By Lok Hang Vincent Chu

Nearing the turn of the millennium, Hong Kong cinema saw an exodus of talent, one stream moving northwards to the Chinese market and another moving across the Pacific Ocean to Hollywood. It marked the end of three glorious decades when the local movie industry was known as the Hollywood of the Far East.

Despite continuous efforts to tell local stories on the silver screen, no film has come as close to putting Hong Kong back on the map as the recently released Warriors of Future. The release of this film is a milestone for Hong Kong cinema and a current event in the eyes of Hong Kong’s Cantonese-speaking moviegoers. Local media has been flooded with news regarding the film since its lead actor and executive producer, Louis Koo, promoted it at the Presentation Ceremony for the 40th Hong Kong Film Awards a month prior to the film’s local release. In an interview[1], he said:

“[The number of CGI effects in this film] exceeds any extant Asian film. I don’t want to outsource this task to overseas professionals. That’s why we have decided to hire local designers and to use local props. It’s a collaborative effort. I think this is a new page for Hong Kong cinema.”

Not only is Warriors of Future Hong Kong’s first modern sci-fi blockbuster made entirely by local talent, it is a film whose plot and special effects are on par with Hollywood blockbusters of the same calibre. This film reminds me not of a Marvel film but something out of the J.I. Joe and Pacific Rim franchises. Although it has a simple plot where a special task force is defending humanity against a formidable alien lifeform, it also develops the dynamic between the lead characters’  as well as their backstories. There were taunting comments in China saying that this film is style over substance. While I understand this reasoning, these comments are missing the point. The film does not aim to –  and should not have to – tackle long-standing social issues in the way that recent instalments of the Marvel Cinematic Universe have (superficially) attempted. Instead, this film manages to tell a Hollywood-esque story without losing a vivid Hong Kong flavour. I suspect that the rift between a Hong Kong audience on the one hand, and a China audience on the other, comes down to understanding how Cantonese is used in Hong Kong. What comes off as awkward and confusing lines to China’s viewers is everyday Hong Kong-style sarcasm to us.

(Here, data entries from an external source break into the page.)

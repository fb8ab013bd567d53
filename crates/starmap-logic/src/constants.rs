//! Grid sizes, generation caps, and stable `u8` ids.
//!
//! These are plain constants with no database dependency.
//! Both the SpacetimeDB server and the native simtest use these.

/// Sectors per galaxy side. A galaxy is a `GALAXY_SIZE × GALAXY_SIZE` grid.
pub const GALAXY_SIZE: u32 = 10;

/// Coordinate cells per sector side.
pub const SECTOR_SIZE: u32 = 100;

/// Coordinate cells per star system side.
pub const SYSTEM_SIZE: u32 = 9;

/// The star always sits on the center cell of its system.
pub const STAR_CELL: (u32, u32) = (SYSTEM_SIZE / 2, SYSTEM_SIZE / 2);

/// Sectors created with every galaxy.
pub const SECTORS_PER_GALAXY: usize = (GALAXY_SIZE * GALAXY_SIZE) as usize;

/// Cells a planet may occupy (everything except the star cell).
pub const PLANET_CELLS: u32 = SYSTEM_SIZE * SYSTEM_SIZE - 1;

/// Hard cap on star systems in one sector, whatever the density.
pub const MAX_SYSTEMS_PER_SECTOR: u32 = 2000;

/// Placement attempts per star system before the unit is skipped.
pub const SECTOR_PLACEMENT_ATTEMPTS: u32 = 100;

/// Placement attempts per planet before the unit is skipped.
pub const SYSTEM_PLACEMENT_ATTEMPTS: u32 = 20;

/// Chance that the first planet of a system lands in the inner band.
pub const INNER_PLANET_CHANCE: f64 = 0.2;

/// Orbit radius in cells per orbital band.
pub const BAND_SPACING: f64 = 1.3;

/// Star size range (solar radii, arbitrary game units).
pub const STAR_SIZE_MIN: f64 = 0.5;
pub const STAR_SIZE_MAX: f64 = 3.0;

pub mod star_types {
    pub const YELLOW_DWARF: u8 = 0;
    pub const RED_DWARF: u8 = 1;
    pub const BLUE_GIANT: u8 = 2;
    pub const WHITE_DWARF: u8 = 3;
    pub const NEUTRON_STAR: u8 = 4;
    pub const RED_GIANT: u8 = 5;
    pub const BINARY_SYSTEM: u8 = 6;
}

pub mod bands {
    pub const INNER: u8 = 1;
    pub const MIDDLE: u8 = 2;
    pub const OUTER: u8 = 3;
}

/// Planet-type category labels used by the external catalog.
pub mod categories {
    pub const INNER_SYSTEM: &str = "Inner System";
    pub const HABITABLE_ZONE: &str = "Habitable Zone";
    pub const OUTER_SYSTEM: &str = "Outer System";
    pub const EXOTIC: &str = "Exotic";
    pub const DWARF_OR_BELT: &str = "Dwarf Planet/Asteroid Belt";
}
//! Plain records for the spatial hierarchy: galaxy → sector → system → planet.
//!
//! `New*` records are insert requests; the store assigns ids.

use serde::{Deserialize, Serialize};

use crate::type_tables::StarType;

#[derive(Debug, Clone, PartialEq, Serialize, Deserialize)]
pub struct Galaxy {
    pub id: u64,
    /// Sequential from 0, never reused.
    pub number: u32,
    pub group_id: Option<String>,
}

#[derive(Debug, Clone, PartialEq, Serialize, Deserialize)]
pub struct NewGalaxy {
    pub number: u32,
    pub group_id: Option<String>,
}

#[derive(Debug, Clone, Copy, PartialEq, Eq, Serialize, Deserialize)]
pub struct Sector {
    pub id: u64,
    pub galaxy_id: u64,
    pub x: u32,
    pub y: u32,
}

#[derive(Debug, Clone, Copy, PartialEq, Eq, Serialize, Deserialize)]
pub struct NewSector {
    pub galaxy_id: u64,
    pub x: u32,
    pub y: u32,
}

#[derive(Debug, Clone, PartialEq, Serialize, Deserialize)]
pub struct StarSystem {
    pub id: u64,
    pub sector_id: u64,
    pub x: u32,
    pub y: u32,
    pub star_type: StarType,
    pub star_size: f64,
    pub star_color: String,
}

#[derive(Debug, Clone, PartialEq, Serialize, Deserialize)]
pub struct NewStarSystem {
    pub sector_id: u64,
    pub x: u32,
    pub y: u32,
    pub star_type: StarType,
    pub star_size: f64,
    pub star_color: String,
}

#[derive(Debug, Clone, Copy, PartialEq, Eq, Serialize, Deserialize)]
pub struct Planet {
    pub id: u64,
    pub system_id: u64,
    pub planet_type_id: u64,
    pub x: u32,
    pub y: u32,
}

#[derive(Debug, Clone, Copy, PartialEq, Eq, Serialize, Deserialize)]
pub struct NewPlanet {
    pub system_id: u64,
    pub planet_type_id: u64,
    pub x: u32,
    pub y: u32,
}

/// Catalog entry owned by an external collaborator. Read-only here.
#[derive(Debug, Clone, PartialEq, Serialize, Deserialize)]
pub struct PlanetType {
    pub id: u64,
    pub name: String,
    /// Category label, e.g. "Inner System". Drives band preference.
    pub category: String,
    pub habitable: bool,
    pub mineral_yield: f32,
    pub energy_yield: f32,
    pub food_yield: f32,
    pub research_yield: f32,
    pub description: String,
}

/// A planet joined with its catalog entry, for read views.
#[derive(Debug, Clone, PartialEq, Serialize, Deserialize)]
pub struct PlanetWithType {
    pub planet: Planet,
    pub planet_type: Option<PlanetType>,
}
use dmig_core::{EventKind, EventLevel, EventSink, RunEvent};
use std::io::Write;
use std::sync::Mutex;

/// Serialises every event as one JSON object per line (log-out mode).
pub struct JsonLineSink<W: Write + Send> {
    writer: Mutex<W>,
}

impl<W: Write + Send> JsonLineSink<W> {
    pub fn new(writer: W) -> Self {
        Self {
            writer: Mutex::new(writer),
        }
    }
}

impl<W: Write + Send> EventSink for JsonLineSink<W> {
    fn emit(&self, event: RunEvent) {
        let Ok(line) = serde_json::to_string(&event) else {
            return;
        };
        if let Ok(mut writer) = self.writer.lock() {
            let _ = writeln!(writer, "{}", line);
            let _ = writer.flush();
        }
    }
}

/// Renders events as plain lines for interactive use.
pub struct HumanSink<W: Write + Send> {
    writer: Mutex<W>,
}

impl<W: Write + Send> HumanSink<W> {
    pub fn new(writer: W) -> Self {
        Self {
            writer: Mutex::new(writer),
        }
    }
}

impl<W: Write + Send> EventSink for HumanSink<W> {
    fn emit(&self, event: RunEvent) {
        let Ok(mut writer) = self.writer.lock() else {
            return;
        };

        let _ = match event.kind {
            EventKind::Done => writeln!(
                writer,
                "[{}] done: {} records in {}ms",
                event.machine_name,
                event.count.unwrap_or(0),
                event.duration_ms.unwrap_or(0)
            ),
            _ => {
                let prefix = match event.level {
                    EventLevel::Error => "error: ",
                    EventLevel::Warn => "warning: ",
                    _ => "",
                };
                writeln!(writer, "[{}] {}{}", event.machine_name, prefix, event.msg)
            }
        };
        let _ = writer.flush();
    }
}

#[cfg(test)]
mod tests {
    use super::*;

    #[test]
    fn json_lines_one_object_per_event() {
        let sink = JsonLineSink::new(Vec::new());
        sink.emit(RunEvent::status("people", "row"));
        sink.emit(RunEvent::done("people", 2, 0));

        let output = String::from_utf8(sink.writer.into_inner().unwrap()).unwrap();
        let lines: Vec<&str> = output.lines().collect();
        assert_eq!(lines.len(), 2);
        assert!(lines[0].contains(r#""type":"MigrationStatus""#));
        assert!(lines[1].contains(r#""type":"Done""#));
        assert!(lines[1].contains(r#""count":2"#));
    }

    #[test]
    fn human_lines_show_machine_name_and_counts() {
        let sink = HumanSink::new(Vec::new());
        sink.emit(RunEvent::error("people", "boom"));
        sink.emit(RunEvent::done("people", 3, 12));

        let output = String::from_utf8(sink.writer.into_inner().unwrap()).unwrap();
        assert_eq!(
            output,
            "[people] error: boom\n[people] done: 3 records in 12ms\n"
        );
    }
}
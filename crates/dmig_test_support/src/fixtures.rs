use dmig_core::{Component, ConfigMap, Database, Migration, Project, Record};
use std::io::Write;

pub fn record(pairs: &[(&str, &str)]) -> Record {
    let mut record = Record::new();
    for (column, value) in pairs {
        record.set(*column, *value);
    }
    record
}

pub fn project_named(machine_name: &str) -> Project {
    Project {
        component: Component::new("Project", machine_name),
        ..Project::default()
    }
}

pub fn migration(
    machine_name: &str,
    source_db: &str,
    destination_db: &str,
    destination_query: &str,
) -> Migration {
    Migration {
        component: Component::new("Migration", machine_name),
        source_db: source_db.to_string(),
        destination_db: destination_db.to_string(),
        destination_query: destination_query.to_string(),
        ..Migration::default()
    }
}

pub fn csv_database(machine_name: &str, file_path: &str) -> Database {
    let mut configuration = ConfigMap::new();
    configuration.insert("filePath", file_path);
    Database {
        component: Component::new("Database", machine_name),
        driver: "csv".to_string(),
        configuration,
        ..Database::default()
    }
}

pub fn collector_database(machine_name: &str, collection_key: &str) -> Database {
    let mut configuration = ConfigMap::new();
    configuration.insert("collectionKey", collection_key);
    Database {
        component: Component::new("Database", machine_name),
        driver: "collector".to_string(),
        configuration,
        ..Database::default()
    }
}

/// A database bound to whatever driver name the test registered.
pub fn scripted_database(machine_name: &str, driver: &str) -> Database {
    Database {
        component: Component::new("Database", machine_name),
        driver: driver.to_string(),
        ..Database::default()
    }
}

/// Write a CSV fixture into a temp file and return its handle.
pub fn csv_file(contents: &str) -> tempfile::NamedTempFile {
    let mut file = tempfile::NamedTempFile::new().expect("temp csv");
    file.write_all(contents.as_bytes()).expect("write csv");
    file.flush().expect("flush csv");
    file
}
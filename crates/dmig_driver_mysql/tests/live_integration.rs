//! Live tests against a local MySQL server.
//!
//! Ignored by default; run with a server on 127.0.0.1:3306 that has a
//! `dmig_test` database and a `migrator`/`migrator` account:
//!
//! ```sh
//! cargo test -p dmig_driver_mysql -- --ignored
//! ```

use dmig_core::{ConfigMap, Driver, Record, Value};
use dmig_driver_mysql::MysqlDriver;

fn live_config() -> ConfigMap {
    let mut config = ConfigMap::new();
    config.insert("host", "127.0.0.1");
    config.insert("port", 3306i64);
    config.insert("databaseName", "dmig_test");
    config.insert("username", "migrator");
    config.insert(
        "credentials",
        Value::Map(
            [("password".to_string(), Value::from("migrator"))]
                .into_iter()
                .collect(),
        ),
    );
    config
}

fn connect() -> MysqlDriver {
    let mut driver = MysqlDriver::new();
    driver.configure(&live_config()).expect("configure+ping");
    driver
}

#[test]
#[ignore = "requires a local MySQL server"]
fn round_trip_through_a_scratch_table() {
    let mut driver = connect();

    driver
        .write_in(
            "CREATE TABLE IF NOT EXISTS dmig_people (id INT PRIMARY KEY, name VARCHAR(64))",
            &[],
            &Record::new(),
        )
        .unwrap();
    driver
        .write_in("DELETE FROM dmig_people", &[], &Record::new())
        .unwrap();

    driver
        .write_in(
            "INSERT INTO dmig_people (id, name) VALUES (?, ?)",
            &["1".to_string(), "Alice".to_string()],
            &Record::new(),
        )
        .unwrap();
    driver.done().unwrap();

    let records: Vec<Record> = driver
        .stream_out("SELECT id, name FROM dmig_people WHERE id = ?", &["1".to_string()])
        .unwrap()
        .map(Result::unwrap)
        .collect();

    assert_eq!(records.len(), 1);
    assert_eq!(records[0].get("id").and_then(Value::as_str), Some("1"));
    assert_eq!(records[0].get("name").and_then(Value::as_str), Some("Alice"));
}

#[test]
#[ignore = "requires a local MySQL server"]
fn bad_query_surfaces_as_stream_error() {
    let mut driver = connect();
    let items: Vec<_> = driver
        .stream_out("SELECT nope FROM not_a_table", &[])
        .unwrap()
        .collect();
    assert_eq!(items.len(), 1);
    assert!(items[0].is_err());
}
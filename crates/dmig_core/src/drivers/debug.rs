use crate::{ConfigMap, CoreError, Driver, Record, RecordStream};
use std::any::Any;

/// Pass-through sink that logs every call instead of writing anywhere.
/// The destination of choice under `--dry-run` wiring and in smoke tests.
#[derive(Default)]
pub struct DebugDriver {
    writes: u64,
}

impl DebugDriver {
    pub fn new() -> Self {
        Self::default()
    }

    pub fn writes(&self) -> u64 {
        self.writes
    }
}

impl Driver for DebugDriver {
    fn configure(&mut self, _config: &ConfigMap) -> Result<(), CoreError> {
        Ok(())
    }

    fn init(&mut self) {
        self.writes = 0;
    }

    fn stream_out(&mut self, query: &str, _args: &[String]) -> Result<RecordStream, CoreError> {
        log::info!("[debug driver] out: {}", query);
        Ok(RecordStream::from_records(Vec::new()))
    }

    fn write_in(&mut self, query: &str, args: &[String], record: &Record) -> Result<(), CoreError> {
        self.writes += 1;
        log::info!(
            "[debug driver] in #{}: query={} args={:?} columns={}",
            self.writes,
            query,
            args,
            record.len()
        );
        Ok(())
    }

    fn done(&mut self) -> Result<(), CoreError> {
        log::info!("[debug driver] done after {} writes", self.writes);
        Ok(())
    }

    fn has_out_query(&self) -> bool {
        true
    }

    fn has_in_query(&self) -> bool {
        true
    }

    fn has_count_query(&self) -> bool {
        false
    }

    fn as_any(&self) -> &dyn Any {
        self
    }
}
impl Runner {
    pub fn new(
        project: Project,
        registry: Arc<DriverRegistry>,
        tunnels: Arc<TunnelManager>,
        events: Arc<dyn EventSink>,
        options: RunOptions,
    ) -> Self {
        let stores = StoreManager::new(options.path.clone(), project.component.machine_name.clone());
        Self {
            project,
            registry,
            tunnels,
            stores,
            events,
            options,
            drivers: Mutex::new(HashMap::new()),
            guard: Mutex::new(RecursionGuard::default()),
            cancel: Arc::new(AtomicBool::new(false)),
            http: HttpPoster::new(),
        }
    }

    /// Shared cancel flag. Setting it stops the run at the next record
    /// boundary; the destination still gets a best-effort `done`.
    pub fn cancel_flag(&self) -> Arc<AtomicBool> {
        self.cancel.clone()
    }

    pub fn cancel(&self) {
        self.cancel.store(true, Ordering::SeqCst);
    }

    /// The persistent KV stores this runner has opened. Embedders flush
    /// them before exit so fire-and-forget `persistVal` writes land.
    pub fn stores(&self) -> &StoreManager {
        &self.stores
    }

    fn cancelled(&self) -> bool {
        self.cancel.load(Ordering::SeqCst)
    }

    /// Run a migration by machine name with its positional source args.
    pub fn run(self: &Arc<Self>, machine_name: &str, args: &[String]) -> Result<RunResult, RunError> {
        {
            let mut guard = lock(&self.guard);
            guard.visited.clear();
            guard.depth = 0;
        }
        self.run_inner(machine_name, args)
    }

    /// Shared entry for top-level and recursive invocations: recursion
    /// guard bookkeeping plus the error event on failure.
    fn run_inner(self: &Arc<Self>, machine_name: &str, args: &[String]) -> Result<RunResult, RunError> {
        {
            let mut guard = lock(&self.guard);
            if guard.visited.contains(machine_name) {
                let err = RunError::RecursiveMigration(machine_name.to_string());
                self.emit(RunEvent::error(machine_name, err.to_string()));
                return Err(err);
            }
            if guard.depth >= MAX_RUN_DEPTH {
                let err = RunError::DepthExceeded { max: MAX_RUN_DEPTH };
                self.emit(RunEvent::error(machine_name, err.to_string()));
                return Err(err);
            }
            guard.visited.insert(machine_name.to_string());
            guard.depth += 1;
        }

        let result = self.execute(machine_name, args);

        {
            let mut guard = lock(&self.guard);
            guard.visited.remove(machine_name);
            guard.depth = guard.depth.saturating_sub(1);
        }

        if let Err(err) = &result {
            self.emit(RunEvent::error(machine_name, err.to_string()));
        }
        result
    }

    fn execute(self: &Arc<Self>, machine_name: &str, args: &[String]) -> Result<RunResult, RunError> {
        let started = Instant::now();
        let started_at = if self.options.no_time {
            None
        } else {
            Some(Utc::now())
        };

        self.emit(
            RunEvent::setup(machine_name, format!("running migration {}", machine_name))
                .with_args(args.to_vec()),
        );
        if self.options.dry_run {
            self.emit(RunEvent::setup(
                machine_name,
                "dry run: no data will be migrated",
            ));
        }

        let migration = self
            .project
            .migration(machine_name)
            .ok_or_else(|| RunError::MigrationNotFound(machine_name.to_string()))?
            .clone();

        let source_db = self
            .project
            .database(&migration.source_db)
            .ok_or_else(|| RunError::SourceDbNotFound(migration.source_db.clone()))?
            .clone();
        self.ensure_tunnel(machine_name, &source_db)?;
        let source = self.driver_for(machine_name, &source_db)?;

        if migration.source_query_n_args != args.len() {
            return Err(RunError::ArgCountMismatch {
                expected: migration.source_query_n_args,
                got: args.len(),
            });
        }

        if self.options.verbose {
            self.emit(RunEvent::setup(
                machine_name,
                format!(
                    "source query expects {} args, received {}",
                    migration.source_query_n_args,
                    args.len()
                ),
            ));

            if let Some(count) = self.estimate_source(&source, &migration, args) {
                self.emit(RunEvent::setup(machine_name, "source size known").with_count(count));
            }
        }

        let stream = lock(&source)
            .stream_out(&migration.source_query, args)
            .map_err(RunError::Driver)?;

        let destination_db = self
            .project
            .database(&migration.destination_db)
            .ok_or_else(|| RunError::DestinationDbNotFound(migration.destination_db.clone()))?
            .clone();
        let destination = self.driver_for(machine_name, &destination_db)?;

        let template =
            QueryTemplate::compile(&migration.destination_query).map_err(RunError::TemplateParse)?;

        let script = if migration.transformation_script.is_empty() {
            None
        } else {
            let hooks = Arc::new(RunnerHooks {
                runner: self.clone(),
                migration: machine_name.to_string(),
            });
            Some(ScriptHost::new(
                migration.transformation_script.clone(),
                machine_name,
                hooks,
            )?)
        };

        self.emit(RunEvent::setup(
            machine_name,
            format!(
                "migrating from {} to {}",
                migration.source_db, migration.destination_db
            ),
        ));

        let mut count: u64 = 0;

        for item in stream {
            if self.cancelled() {
                if let Err(e) = lock(&destination).done() {
                    log::error!("destination done after cancel failed: {}", e);
                }
                return Err(RunError::Cancelled);
            }

            let mut record = item.map_err(RunError::Driver)?;
            let mut destination_args: Vec<String> = Vec::new();

            if let Some(host) = &script {
                let outcome = host.eval_record(record)?;

                if outcome.finish {
                    self.emit(RunEvent::status(machine_name, "script ended the migration"));
                    break;
                }
                if outcome.skip {
                    if self.options.verbose {
                        self.emit(RunEvent::status(machine_name, "script skipped a record"));
                    }
                    continue;
                }

                record = outcome.record;
                destination_args = outcome.args;
            }

            if self.options.dry_run {
                count += 1;
                continue;
            }

            let rendered = template.render(&record).map_err(RunError::TemplateRender)?;

            lock(&destination)
                .write_in(&rendered, &destination_args, &record)
                .map_err(RunError::Driver)?;
            count += 1;

            if self.options.verbose {
                self.emit(
                    RunEvent::status(machine_name, "record migrated")
                        .with_args(destination_args.clone())
                        .with_count(count),
                );
            }

            if self.options.limit > 0 && count >= self.options.limit {
                self.emit(
                    RunEvent::status(machine_name, "record limit reached").with_count(count),
                );
                break;
            }
        }

        lock(&destination).done().map_err(RunError::Driver)?;

        let duration = if self.options.no_time {
            Duration::ZERO
        } else {
            started.elapsed()
        };
        self.emit(RunEvent::done(machine_name, count, duration.as_millis() as u64));

        Ok(RunResult {
            machine_name: machine_name.to_string(),
            source_args: args.to_vec(),
            started_at,
            count,
            duration,
            source_driver: source,
            destination_driver: destination,
        })
    }

    /// Progress estimate for the source: the driver's own hint first, the
    /// migration's count query as the fallback. Best effort, verbose only.
    fn estimate_source(
        &self,
        source: &SharedDriver,
        migration: &dmig_core::Migration,
        args: &[String],
    ) -> Option<u64> {
        let mut driver = lock(source);

        if let Ok(estimate) = driver.expected_out()
            && estimate.known
        {
            return Some(estimate.count);
        }

        if migration.source_count_query.is_empty() || !driver.has_count_query() {
            return None;
        }

        let stream = driver
            .stream_out(&migration.source_count_query, args)
            .map_err(|e| log::warn!("count query failed: {}", e))
            .ok()?;
        drop(driver);

        stream
            .take(1)
            .next()?
            .ok()?
            .iter()
            .next()
            .and_then(|(_, value)| value.as_i64())
            .and_then(|count| u64::try_from(count).ok())
    }

    /// Driver cache lookup keyed by `(migration, database)`. A hit is
    /// re-`init`ed; a miss is created through the registry, configured,
    /// and `init`ed.
    fn driver_for(&self, migration: &str, db: &Database) -> Result<SharedDriver, RunError> {
        let key = (migration.to_string(), db.component.machine_name.clone());

        {
            let cache = lock(&self.drivers);
            if let Some(slot) = cache.get(&key) {
                lock(slot).init();
                return Ok(slot.clone());
            }
        }

        if self.options.verbose {
            self.emit(RunEvent::setup(
                migration,
                format!(
                    "configuring {} driver for {}",
                    db.driver, db.component.machine_name
                ),
            ));
        }

        let mut driver = self.registry.create(&db.driver)?;
        driver.configure(&db.configuration)?;
        driver.init();

        let slot: SharedDriver = Arc::new(Mutex::new(driver));
        lock(&self.drivers).insert(key, slot.clone());
        Ok(slot)
    }

    /// Bring up the database's tunnel when it names one. Only a freshly
    /// started forwarder gets the handshake grace sleep.
    fn ensure_tunnel(&self, migration: &str, db: &Database) -> Result<(), RunError> {
        if db.tunnel.is_empty() {
            return Ok(());
        }

        let tunnel = self
            .project
            .tunnel(&db.tunnel)
            .ok_or_else(|| RunError::TunnelNotFound(db.tunnel.clone()))?;

        let created = self.tunnels.ensure(tunnel)?;
        if created {
            self.emit(RunEvent::setup(
                migration,
                format!("tunnel {} started, waiting for handshake", db.tunnel),
            ));
            thread::sleep(TUNNEL_GRACE);
        }
        Ok(())
    }

    fn emit(&self, mut event: RunEvent) {
        if self.options.quiet
            && event.level != EventLevel::Error
            && event.kind != EventKind::Done
        {
            return;
        }
        if !self.options.no_time {
            event.timestamp = Some(Utc::now());
        }
        self.events.emit(event);
    }
}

*Warning! The following bit contains spoilers! Proceed at your own discretion. *

More importantly, the language works marvellously with the special effects, faithfully representing Hong Kong as a place where East meets West. The film is not short of elements reminiscent of Hollywood sci-fi blockbusters. For instance, the battle suits worn by the leads resemble a mix between the suit worn by Channing Tatum in the first G.I. Joe film and Iron Man. From the sets to the CGI weaponry and enemies, every technical part screams Hollywood, but the Cantonese-plus-English lingo gives them the aforementioned Hong Kong flavour. The film does not try too hard to restrict its language to the monolingualism of most Chinese films, which is unnatural to bilingual ears. Just as English is used in every day life, so is it also used in the film. For example, the pilots speak English when communicating in military codes with the base. However, hearing Cantonese on the silver screen is not the most intriguing experience (for it is not particularly unusual). What is most exciting to a geek like myself is the cultural references to Chinese mythology and the language in the nomenclature. For instance, in the Cantonese version of the film the robots are named after two of the most ferocious mythical beasts. From the beginning, the hint has been in plain site that they are bad news. The names of the leads also reflect their personalities and functions in the film. I appreciate the naming of Carina Lau’s Tam Bing (譚冰) the most. It is a play on the term 談兵 (manoeuvre planning) from the idiom 紙上談兵 (being a behind-the-desk commander oblivious to the practical needs on the frontline). Meanwhile, 冰 means ice. This name is the most successfully literary invention in the film as it describes both the character’s action and personality. She is an ice-cold commander who is only concerned with the objective of her mission. To those who belittle this film for lacking depth, dig deeper.

This film has equally as many nods to its predecessors in Hollywood as it has subtle references to Chinese language and culture. I implore anyone reading this to grab a ticket and support this monumental film in the history of Hong Kong cinema. For without support for this first step, we won’t get to the giant leap that comes afterwards.

[1] 朱 奕錦. “明日戰記: 古天樂科幻知識堪稱顧問 特效鏡頭創亞洲科幻片之最.” 香港01, 香港01, 2 Aug. 2022, Accessed 2 Sep. 2022.